◆ Instructions for the task: Report every line below that holds the word "frames".

◆ Material for this task:

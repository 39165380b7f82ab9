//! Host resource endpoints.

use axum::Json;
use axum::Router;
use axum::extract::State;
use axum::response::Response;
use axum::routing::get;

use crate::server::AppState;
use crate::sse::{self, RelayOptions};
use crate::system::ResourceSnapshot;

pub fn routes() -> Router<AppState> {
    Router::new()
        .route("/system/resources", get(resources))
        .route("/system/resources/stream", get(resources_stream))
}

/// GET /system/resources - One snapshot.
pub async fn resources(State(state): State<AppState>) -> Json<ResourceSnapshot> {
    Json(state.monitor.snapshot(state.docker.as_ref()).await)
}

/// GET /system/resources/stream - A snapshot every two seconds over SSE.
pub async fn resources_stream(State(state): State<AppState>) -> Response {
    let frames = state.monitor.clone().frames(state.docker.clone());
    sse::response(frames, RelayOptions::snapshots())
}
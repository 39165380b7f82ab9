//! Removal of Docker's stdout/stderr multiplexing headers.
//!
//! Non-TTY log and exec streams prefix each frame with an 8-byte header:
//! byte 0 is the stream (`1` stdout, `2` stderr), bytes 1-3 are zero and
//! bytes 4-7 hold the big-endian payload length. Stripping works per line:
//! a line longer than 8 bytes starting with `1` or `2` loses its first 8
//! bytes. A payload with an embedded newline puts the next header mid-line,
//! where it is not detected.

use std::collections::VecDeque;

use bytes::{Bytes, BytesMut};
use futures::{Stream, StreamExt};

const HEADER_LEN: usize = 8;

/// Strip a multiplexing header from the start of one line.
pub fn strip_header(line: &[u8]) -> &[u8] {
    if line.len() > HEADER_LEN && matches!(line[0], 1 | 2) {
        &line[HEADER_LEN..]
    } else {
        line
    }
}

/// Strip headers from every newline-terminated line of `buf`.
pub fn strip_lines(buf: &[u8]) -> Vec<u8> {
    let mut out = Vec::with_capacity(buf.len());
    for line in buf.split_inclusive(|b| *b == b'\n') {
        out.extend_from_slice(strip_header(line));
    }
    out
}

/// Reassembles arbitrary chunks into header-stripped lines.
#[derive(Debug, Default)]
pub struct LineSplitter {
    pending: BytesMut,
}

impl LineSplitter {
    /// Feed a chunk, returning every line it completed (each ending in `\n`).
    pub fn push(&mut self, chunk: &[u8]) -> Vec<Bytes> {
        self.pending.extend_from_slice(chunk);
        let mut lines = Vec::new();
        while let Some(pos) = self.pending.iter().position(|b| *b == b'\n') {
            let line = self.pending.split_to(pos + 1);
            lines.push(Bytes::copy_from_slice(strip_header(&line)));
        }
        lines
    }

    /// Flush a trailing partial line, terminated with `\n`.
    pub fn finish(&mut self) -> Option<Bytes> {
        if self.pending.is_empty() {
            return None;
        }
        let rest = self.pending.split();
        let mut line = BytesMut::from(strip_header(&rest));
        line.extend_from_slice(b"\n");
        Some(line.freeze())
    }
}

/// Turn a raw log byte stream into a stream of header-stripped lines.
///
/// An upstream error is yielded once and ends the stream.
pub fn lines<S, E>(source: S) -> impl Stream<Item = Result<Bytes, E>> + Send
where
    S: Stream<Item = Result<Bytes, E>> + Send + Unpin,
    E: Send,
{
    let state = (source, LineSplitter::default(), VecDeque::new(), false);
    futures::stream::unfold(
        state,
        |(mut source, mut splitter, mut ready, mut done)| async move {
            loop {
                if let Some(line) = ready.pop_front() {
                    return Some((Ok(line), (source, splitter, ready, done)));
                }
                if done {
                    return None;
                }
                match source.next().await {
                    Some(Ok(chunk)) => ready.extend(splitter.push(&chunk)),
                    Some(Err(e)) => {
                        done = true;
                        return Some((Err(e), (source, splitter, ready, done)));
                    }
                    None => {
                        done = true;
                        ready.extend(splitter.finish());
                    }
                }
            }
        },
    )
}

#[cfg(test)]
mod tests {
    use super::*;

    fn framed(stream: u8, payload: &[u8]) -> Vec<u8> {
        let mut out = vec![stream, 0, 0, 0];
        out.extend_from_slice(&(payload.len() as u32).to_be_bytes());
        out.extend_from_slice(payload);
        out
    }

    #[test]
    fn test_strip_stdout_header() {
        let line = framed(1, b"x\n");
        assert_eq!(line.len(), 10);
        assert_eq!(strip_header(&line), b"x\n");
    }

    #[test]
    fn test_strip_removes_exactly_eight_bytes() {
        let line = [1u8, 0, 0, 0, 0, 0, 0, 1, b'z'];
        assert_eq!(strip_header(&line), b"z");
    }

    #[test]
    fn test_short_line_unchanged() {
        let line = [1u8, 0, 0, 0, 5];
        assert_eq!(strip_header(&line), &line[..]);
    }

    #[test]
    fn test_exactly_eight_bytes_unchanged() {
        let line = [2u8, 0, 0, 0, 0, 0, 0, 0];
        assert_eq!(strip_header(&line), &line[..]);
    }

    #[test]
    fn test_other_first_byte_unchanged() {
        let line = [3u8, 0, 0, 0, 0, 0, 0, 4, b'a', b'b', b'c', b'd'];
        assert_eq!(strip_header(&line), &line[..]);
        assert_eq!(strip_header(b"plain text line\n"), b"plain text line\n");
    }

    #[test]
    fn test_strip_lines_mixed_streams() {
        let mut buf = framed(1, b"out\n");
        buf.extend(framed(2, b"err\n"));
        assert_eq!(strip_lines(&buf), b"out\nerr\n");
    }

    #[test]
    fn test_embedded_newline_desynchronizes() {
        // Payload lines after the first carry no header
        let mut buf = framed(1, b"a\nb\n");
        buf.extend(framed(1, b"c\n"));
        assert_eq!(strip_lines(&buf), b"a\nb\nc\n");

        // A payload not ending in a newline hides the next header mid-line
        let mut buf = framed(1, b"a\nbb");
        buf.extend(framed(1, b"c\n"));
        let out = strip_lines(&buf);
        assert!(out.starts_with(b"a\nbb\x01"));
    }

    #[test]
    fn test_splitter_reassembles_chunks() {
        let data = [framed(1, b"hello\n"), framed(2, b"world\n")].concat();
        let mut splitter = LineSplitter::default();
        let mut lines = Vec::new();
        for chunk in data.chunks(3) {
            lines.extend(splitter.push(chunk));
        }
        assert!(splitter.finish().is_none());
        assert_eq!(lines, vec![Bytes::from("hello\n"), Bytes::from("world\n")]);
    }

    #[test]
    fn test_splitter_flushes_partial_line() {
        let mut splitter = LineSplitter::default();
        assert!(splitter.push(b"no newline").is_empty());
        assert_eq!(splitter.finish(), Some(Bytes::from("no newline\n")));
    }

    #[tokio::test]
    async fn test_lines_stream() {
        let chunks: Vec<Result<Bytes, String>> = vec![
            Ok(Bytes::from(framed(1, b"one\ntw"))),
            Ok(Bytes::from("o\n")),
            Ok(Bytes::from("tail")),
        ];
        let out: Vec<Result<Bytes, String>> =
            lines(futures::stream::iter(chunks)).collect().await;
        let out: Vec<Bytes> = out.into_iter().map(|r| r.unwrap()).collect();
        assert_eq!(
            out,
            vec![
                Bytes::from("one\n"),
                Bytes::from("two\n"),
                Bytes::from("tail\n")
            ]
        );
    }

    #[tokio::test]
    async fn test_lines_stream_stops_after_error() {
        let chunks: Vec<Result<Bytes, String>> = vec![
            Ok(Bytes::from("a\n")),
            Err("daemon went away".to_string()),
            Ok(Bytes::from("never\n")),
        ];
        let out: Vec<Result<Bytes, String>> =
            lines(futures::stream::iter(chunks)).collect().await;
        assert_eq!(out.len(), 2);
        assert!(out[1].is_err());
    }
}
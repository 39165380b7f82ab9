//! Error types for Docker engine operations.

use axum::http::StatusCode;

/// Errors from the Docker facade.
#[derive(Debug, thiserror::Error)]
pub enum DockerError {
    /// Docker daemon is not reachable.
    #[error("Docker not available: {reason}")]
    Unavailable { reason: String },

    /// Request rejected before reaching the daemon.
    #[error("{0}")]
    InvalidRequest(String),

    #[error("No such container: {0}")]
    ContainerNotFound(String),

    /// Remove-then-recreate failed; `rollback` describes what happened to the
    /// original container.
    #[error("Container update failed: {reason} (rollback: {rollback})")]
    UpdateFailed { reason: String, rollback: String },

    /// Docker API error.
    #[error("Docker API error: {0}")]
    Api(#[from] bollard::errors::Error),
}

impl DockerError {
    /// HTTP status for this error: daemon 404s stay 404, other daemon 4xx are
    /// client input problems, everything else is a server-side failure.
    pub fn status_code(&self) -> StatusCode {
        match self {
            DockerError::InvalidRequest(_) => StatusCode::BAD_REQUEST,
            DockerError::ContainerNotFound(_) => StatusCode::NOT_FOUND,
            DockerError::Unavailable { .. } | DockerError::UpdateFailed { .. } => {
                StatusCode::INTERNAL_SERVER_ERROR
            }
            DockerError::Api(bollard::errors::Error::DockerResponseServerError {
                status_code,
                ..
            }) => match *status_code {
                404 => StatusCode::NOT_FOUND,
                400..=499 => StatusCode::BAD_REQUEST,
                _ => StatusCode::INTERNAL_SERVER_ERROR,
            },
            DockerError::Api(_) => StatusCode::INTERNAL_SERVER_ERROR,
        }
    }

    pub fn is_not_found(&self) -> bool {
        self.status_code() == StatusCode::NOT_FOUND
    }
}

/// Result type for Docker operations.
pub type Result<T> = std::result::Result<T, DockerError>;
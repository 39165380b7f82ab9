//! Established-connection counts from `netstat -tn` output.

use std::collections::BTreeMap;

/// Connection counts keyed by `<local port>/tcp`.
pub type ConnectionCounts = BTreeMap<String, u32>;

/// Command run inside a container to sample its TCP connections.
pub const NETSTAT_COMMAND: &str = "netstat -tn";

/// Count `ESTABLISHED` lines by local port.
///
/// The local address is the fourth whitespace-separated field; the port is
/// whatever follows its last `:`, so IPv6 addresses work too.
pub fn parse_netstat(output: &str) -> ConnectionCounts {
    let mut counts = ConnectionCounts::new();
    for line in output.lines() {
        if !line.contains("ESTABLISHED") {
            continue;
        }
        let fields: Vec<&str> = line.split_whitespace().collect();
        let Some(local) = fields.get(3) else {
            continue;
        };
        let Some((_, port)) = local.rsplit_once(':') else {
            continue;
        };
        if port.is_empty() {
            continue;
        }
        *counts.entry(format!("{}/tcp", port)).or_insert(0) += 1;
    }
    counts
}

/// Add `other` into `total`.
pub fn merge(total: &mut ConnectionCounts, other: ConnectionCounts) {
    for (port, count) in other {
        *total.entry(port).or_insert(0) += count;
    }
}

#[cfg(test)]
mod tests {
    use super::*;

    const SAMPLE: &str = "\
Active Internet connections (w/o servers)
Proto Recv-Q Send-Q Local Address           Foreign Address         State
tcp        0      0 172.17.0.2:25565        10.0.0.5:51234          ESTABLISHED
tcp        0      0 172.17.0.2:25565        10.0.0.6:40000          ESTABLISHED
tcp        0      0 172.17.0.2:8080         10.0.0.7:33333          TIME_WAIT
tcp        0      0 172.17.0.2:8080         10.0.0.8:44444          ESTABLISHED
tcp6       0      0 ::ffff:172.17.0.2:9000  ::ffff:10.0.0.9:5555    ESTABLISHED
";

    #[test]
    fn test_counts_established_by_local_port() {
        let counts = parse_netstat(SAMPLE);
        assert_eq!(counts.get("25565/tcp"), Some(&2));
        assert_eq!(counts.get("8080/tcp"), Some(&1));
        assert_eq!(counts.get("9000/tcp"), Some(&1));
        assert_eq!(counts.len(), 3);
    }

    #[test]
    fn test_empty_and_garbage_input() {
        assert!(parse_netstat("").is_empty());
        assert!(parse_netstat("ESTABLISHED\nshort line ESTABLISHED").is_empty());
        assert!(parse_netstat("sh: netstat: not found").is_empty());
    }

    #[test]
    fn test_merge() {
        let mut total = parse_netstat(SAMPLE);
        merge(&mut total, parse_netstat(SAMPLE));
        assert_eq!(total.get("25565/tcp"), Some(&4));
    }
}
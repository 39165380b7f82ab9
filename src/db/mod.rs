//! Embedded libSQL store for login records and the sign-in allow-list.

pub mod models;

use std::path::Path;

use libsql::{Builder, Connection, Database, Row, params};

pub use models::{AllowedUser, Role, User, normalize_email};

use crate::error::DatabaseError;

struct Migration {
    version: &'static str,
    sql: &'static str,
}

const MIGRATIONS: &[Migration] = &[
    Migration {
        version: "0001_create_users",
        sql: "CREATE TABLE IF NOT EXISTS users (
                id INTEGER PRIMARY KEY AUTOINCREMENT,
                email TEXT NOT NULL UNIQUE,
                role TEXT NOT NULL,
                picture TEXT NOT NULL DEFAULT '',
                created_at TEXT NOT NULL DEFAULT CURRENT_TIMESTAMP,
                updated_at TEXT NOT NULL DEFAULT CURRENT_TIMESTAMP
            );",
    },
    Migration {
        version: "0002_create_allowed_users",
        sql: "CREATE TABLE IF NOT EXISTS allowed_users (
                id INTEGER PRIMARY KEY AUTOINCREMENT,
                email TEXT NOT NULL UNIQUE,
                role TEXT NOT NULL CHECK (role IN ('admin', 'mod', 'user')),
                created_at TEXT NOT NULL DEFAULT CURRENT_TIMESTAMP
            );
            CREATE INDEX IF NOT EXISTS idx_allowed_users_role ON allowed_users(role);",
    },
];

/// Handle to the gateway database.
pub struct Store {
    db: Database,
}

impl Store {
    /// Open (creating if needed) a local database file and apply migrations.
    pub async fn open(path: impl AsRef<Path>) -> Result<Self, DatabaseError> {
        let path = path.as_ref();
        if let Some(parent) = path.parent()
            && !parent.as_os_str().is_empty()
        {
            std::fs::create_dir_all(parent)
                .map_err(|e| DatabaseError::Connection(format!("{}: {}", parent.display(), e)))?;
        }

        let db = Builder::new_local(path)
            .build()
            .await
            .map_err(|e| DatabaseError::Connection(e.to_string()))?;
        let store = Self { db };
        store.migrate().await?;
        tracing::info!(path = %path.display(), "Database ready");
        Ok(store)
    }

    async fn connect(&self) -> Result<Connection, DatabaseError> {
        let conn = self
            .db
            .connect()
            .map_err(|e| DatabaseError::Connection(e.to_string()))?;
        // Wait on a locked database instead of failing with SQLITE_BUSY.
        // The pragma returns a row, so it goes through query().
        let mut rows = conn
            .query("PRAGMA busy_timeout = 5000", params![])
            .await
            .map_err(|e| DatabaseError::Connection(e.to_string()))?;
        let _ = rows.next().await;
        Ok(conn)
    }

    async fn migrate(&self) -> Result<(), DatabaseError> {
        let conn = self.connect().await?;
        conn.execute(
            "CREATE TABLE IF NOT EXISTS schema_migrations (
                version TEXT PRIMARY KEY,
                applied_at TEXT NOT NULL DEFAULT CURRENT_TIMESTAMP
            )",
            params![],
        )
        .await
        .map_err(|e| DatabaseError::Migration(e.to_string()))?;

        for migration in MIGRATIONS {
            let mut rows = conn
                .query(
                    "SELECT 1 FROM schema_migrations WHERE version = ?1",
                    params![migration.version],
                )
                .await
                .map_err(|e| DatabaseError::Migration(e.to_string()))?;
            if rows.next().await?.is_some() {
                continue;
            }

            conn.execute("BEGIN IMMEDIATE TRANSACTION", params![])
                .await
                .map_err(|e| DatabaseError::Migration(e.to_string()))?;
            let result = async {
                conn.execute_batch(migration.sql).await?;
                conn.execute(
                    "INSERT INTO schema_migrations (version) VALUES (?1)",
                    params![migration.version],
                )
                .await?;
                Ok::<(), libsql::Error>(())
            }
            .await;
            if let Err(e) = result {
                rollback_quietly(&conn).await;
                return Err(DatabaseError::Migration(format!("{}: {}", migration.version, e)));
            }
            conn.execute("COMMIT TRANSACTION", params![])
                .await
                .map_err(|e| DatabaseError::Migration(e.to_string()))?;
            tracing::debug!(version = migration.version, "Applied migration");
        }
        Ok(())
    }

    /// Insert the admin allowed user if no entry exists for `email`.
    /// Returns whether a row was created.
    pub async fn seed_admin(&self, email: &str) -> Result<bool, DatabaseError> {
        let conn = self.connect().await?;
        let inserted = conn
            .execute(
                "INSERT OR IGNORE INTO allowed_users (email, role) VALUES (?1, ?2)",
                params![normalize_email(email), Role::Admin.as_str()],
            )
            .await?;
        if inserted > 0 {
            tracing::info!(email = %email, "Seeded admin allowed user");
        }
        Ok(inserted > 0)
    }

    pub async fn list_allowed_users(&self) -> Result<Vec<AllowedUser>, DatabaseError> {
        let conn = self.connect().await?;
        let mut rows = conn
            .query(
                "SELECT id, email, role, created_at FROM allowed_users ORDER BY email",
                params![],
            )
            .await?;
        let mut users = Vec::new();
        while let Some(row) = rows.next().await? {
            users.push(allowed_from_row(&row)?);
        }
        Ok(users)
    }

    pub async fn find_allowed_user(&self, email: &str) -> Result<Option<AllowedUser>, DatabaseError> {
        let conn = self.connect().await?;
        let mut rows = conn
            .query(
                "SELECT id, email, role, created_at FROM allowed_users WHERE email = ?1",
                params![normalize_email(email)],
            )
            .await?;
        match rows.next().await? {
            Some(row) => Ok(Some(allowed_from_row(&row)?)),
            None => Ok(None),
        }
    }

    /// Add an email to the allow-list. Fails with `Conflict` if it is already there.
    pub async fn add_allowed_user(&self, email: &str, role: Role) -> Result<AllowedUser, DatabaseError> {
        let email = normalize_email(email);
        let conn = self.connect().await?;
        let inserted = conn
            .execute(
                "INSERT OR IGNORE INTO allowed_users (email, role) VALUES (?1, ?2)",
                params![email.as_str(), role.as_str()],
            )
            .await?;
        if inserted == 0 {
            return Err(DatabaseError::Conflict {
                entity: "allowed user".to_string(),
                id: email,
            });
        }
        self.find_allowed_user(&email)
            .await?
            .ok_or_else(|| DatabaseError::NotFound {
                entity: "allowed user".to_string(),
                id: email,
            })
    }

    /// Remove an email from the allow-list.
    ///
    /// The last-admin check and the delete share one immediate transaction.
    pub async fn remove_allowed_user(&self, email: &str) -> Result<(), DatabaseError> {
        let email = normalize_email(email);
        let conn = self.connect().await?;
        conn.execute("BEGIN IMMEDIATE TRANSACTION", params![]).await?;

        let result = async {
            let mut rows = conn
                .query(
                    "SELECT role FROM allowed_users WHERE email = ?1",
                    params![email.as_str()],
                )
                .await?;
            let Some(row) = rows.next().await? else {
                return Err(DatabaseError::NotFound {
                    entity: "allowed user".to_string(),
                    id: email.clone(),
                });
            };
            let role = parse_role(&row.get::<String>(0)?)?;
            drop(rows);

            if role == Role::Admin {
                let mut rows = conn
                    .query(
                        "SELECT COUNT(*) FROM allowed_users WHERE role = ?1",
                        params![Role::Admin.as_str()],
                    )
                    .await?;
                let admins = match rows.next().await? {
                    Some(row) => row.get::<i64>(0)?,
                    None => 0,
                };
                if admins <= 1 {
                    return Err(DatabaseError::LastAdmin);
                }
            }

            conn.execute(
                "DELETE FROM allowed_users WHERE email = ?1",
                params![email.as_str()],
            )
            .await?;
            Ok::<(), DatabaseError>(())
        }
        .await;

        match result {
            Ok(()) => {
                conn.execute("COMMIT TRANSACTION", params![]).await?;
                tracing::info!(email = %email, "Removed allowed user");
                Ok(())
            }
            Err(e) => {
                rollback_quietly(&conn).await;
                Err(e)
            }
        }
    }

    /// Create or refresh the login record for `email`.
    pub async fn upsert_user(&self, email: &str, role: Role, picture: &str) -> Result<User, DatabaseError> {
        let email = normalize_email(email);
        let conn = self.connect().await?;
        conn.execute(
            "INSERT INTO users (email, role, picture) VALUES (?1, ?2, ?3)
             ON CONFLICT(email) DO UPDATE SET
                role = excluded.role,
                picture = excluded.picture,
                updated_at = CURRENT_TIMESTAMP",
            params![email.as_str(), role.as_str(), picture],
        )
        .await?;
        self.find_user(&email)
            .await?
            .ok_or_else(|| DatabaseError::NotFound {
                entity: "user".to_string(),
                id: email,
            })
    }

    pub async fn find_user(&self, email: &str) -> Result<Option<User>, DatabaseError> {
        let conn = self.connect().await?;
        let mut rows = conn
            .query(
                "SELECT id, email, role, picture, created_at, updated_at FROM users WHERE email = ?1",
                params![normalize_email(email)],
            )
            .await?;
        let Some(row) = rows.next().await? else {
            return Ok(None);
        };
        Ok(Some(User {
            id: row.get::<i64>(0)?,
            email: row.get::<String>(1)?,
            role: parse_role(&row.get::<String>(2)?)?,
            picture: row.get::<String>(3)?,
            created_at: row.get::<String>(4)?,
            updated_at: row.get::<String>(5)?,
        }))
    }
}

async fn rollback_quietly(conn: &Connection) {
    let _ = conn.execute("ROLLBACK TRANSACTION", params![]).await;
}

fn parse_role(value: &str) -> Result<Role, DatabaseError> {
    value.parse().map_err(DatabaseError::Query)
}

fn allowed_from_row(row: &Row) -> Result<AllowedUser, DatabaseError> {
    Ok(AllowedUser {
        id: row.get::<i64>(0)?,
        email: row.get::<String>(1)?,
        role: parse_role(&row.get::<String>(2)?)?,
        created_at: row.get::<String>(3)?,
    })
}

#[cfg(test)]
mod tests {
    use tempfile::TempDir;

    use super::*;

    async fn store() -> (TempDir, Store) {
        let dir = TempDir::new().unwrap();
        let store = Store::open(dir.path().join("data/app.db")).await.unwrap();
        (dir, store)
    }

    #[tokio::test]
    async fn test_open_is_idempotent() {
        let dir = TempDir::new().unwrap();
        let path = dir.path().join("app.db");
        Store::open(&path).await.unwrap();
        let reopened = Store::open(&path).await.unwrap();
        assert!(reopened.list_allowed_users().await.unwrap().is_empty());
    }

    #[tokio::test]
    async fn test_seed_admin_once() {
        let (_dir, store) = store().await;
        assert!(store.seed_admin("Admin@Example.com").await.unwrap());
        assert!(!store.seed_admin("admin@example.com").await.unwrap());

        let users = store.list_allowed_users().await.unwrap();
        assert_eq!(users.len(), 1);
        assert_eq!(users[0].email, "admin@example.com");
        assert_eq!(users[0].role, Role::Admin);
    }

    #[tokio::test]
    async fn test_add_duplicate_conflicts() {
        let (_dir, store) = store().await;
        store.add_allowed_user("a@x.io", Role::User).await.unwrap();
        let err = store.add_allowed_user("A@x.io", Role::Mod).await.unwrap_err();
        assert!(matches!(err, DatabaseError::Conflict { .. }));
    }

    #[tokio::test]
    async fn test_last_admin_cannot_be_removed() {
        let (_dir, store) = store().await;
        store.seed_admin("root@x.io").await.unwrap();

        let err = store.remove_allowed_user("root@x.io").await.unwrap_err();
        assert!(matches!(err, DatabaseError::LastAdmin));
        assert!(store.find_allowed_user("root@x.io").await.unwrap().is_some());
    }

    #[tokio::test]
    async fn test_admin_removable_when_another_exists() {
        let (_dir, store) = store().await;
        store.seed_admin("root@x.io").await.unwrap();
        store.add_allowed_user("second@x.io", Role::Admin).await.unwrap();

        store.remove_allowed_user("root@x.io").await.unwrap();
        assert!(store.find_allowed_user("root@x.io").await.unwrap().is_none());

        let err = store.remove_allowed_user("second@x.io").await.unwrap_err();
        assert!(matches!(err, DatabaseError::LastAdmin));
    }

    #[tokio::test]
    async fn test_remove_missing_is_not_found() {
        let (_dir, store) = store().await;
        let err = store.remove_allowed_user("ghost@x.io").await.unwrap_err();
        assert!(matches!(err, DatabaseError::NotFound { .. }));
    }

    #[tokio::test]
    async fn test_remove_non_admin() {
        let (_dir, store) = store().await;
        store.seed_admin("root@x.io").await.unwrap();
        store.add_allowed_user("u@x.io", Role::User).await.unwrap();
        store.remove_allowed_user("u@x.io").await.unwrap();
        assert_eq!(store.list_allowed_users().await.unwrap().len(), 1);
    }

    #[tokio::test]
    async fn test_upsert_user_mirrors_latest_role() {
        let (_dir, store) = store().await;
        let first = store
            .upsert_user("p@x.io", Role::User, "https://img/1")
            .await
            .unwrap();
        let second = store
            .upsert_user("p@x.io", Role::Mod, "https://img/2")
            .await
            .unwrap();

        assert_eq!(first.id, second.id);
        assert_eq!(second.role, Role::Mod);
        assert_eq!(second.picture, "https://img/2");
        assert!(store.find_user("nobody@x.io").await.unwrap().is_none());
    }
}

◆ Exercise solution:
    let frames = state.monitor.clone().frames(state.docker.clone());
    sse::response(frames, RelayOptions::snapshots())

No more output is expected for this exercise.